Jeffrey Dean
In 2011, I co-founded the Google Brain project/team, focused on making progress towards intelligent machines. Since then, my individual work has focused on research, systems and applications for AI and ML, as well as steering the direction of our broader AI/ML and computer science research community. For the past few years, I’ve had the great pleasure to write a blog post early each year summarizing many pieces of the public work done by amazing colleagues and researchers over the previous year in our research teams (despite the similar-sounding titles, these annual blog posts are each quite different!).
- Dec 2023: 2023: A Year of Groundbreaking Advances in AI and Computing (also cross-posted to the Google Research blog)
- Jan 2023: Google Research, 2022 & beyond: Language, vision and generative models (part 1 of a 9-part series)

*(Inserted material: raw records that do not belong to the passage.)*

use chrono::NaiveDate;
use cw_database::models::NewCryptoInfo;

use crate::EtlResult;

/// symbol, launch date, all-time-high price, all-time-high date, total supply
const CRYPTO_METADATA: [(&str, &str, f64, &str, i64); 6] = [
  ("BTC", "2009-01-03", 69000.0, "2021-11-10", 21_000_000),
  ("ETH", "2015-07-30", 4878.0, "2021-11-10", 12_044_000_000),
  ("BNB", "2017-07-25", 690.0, "2021-05-10", 200_000_000),
  ("ADA", "2017-09-29", 3.10, "2021-09-02", 45_000_000_000),
  ("SOL", "2020-03-24", 260.0, "2021-11-06", 539_312_705),
  ("XRP", "2012-06-02", 3.84, "2018-01-04", 100_000_000_000),
];

/// Static reference data for the tracked symbols.
///
/// The same six rows are produced every cycle; nothing here or in the loader
/// checks whether they are already in the warehouse.
pub fn crypto_metadata() -> EtlResult<Vec<NewCryptoInfo>> {
  CRYPTO_METADATA
    .iter()
    .map(|&(symbol, launch, ath_price, ath_date, total_supply)| -> EtlResult<NewCryptoInfo> {
      Ok(NewCryptoInfo {
        symbol: symbol.to_string(),
        launch_date: NaiveDate::parse_from_str(launch, "%Y-%m-%d")?,
        ath_price,
        ath_date: NaiveDate::parse_from_str(ath_date, "%Y-%m-%d")?,
        total_supply,
      })
    })
    .collect()
}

- Jan 2022: Google Research: Themes from 2021 and Beyond
- Jan 2021: Google Research: Looking Back at 2020, and Forward to 2021
- Jan 2020: Google Research: Looking Back at 2019, and Forward to 2020 and Beyond
- Jan 2019: Looking Back at Google’s Research Efforts in 2018
- Jan 2018: The Google Brain Team — Looking Back on 2017 (Part 1 of 2) … Part 2
- Jan 2017: The Google Brain Team — Looking Back on 2016
- Research leadership. Steering the research directions of the Google Brain team, Google Research, and now Google DeepMind (with many others!). See year-end blog post links above for more details about this, which includes advances in things like the Transformer architecture, machine learning systems (DistBelief, TensorFlow, Pathways), TPUs, the Inception model, word2vec, seq2seq models, neural machine translation, distillation, neural architecture search/AutoML, RankBrain, BERT, TensorFlow, JAX, Pathways, PaLM, PaLM 2, PaLI, PaLM-E, MedPalm, NeRF, quantum computing advances, ML for chip design, computational photography (e.g. Night Sight & Magic Eraser), flood forecasting, Responsible AI research areas like bias, fairness and interpretability, medical diagnostics, auction theory, open source software and datasets, accessibility, weather forecasting, ML for robotics, connectomics, genomics, and more, as well as research impact in products across nearly all of Google, including Search, Ads, YouTube, GMail, Workspace, Maps, News, Photos, Translate, Android, Cloud, Pixel, Waymo, and many more products.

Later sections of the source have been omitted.